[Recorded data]
───
//! Standard Algebraic Notation (SAN), via `shakmaty::san`.
//!
//! Examples: "e4", "Nf3", "Bxc6", "O-O", "e8=Q", "Nbd2", "R1e1", "Qh4#".

use shakmaty::san::{San, SanPlus};
use shakmaty::{Chess, Move as SMove};

/// Converts a move to SAN, check or mate suffix included, given the
/// position BEFORE the move.
///
/// The move must be legal in `pos`.
pub(crate) fn move_to_san(pos: &Chess, m: &SMove) -> String {
    SanPlus::from_move(pos.clone(), m).to_string()
}

/// Resolves typed SAN to the legal move it names in `pos`.
///
/// Tolerates surrounding whitespace, `!`/`?` annotations and castling
/// written with zeros. Returns `None` when the text is malformed, names
/// no legal move, or is ambiguous.
pub(crate) fn resolve_san(pos: &Chess, san: &str) -> Option<SMove> {
    let cleaned = san
        .trim()
        .trim_end_matches(|c| matches!(c, '!' | '?'))
        .replace('0', "O");
    let parsed: San = cleaned.parse().ok()?;
    parsed.to_move(pos).ok()
}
───
[What is required] In the records, which lines mention the word "crate"? Copy those lines.

[The answer]
pub(crate) fn move_to_san(pos: &Chess, m: &SMove) -> String {
pub(crate) fn resolve_san(pos: &Chess, san: &str) -> Option<SMove> {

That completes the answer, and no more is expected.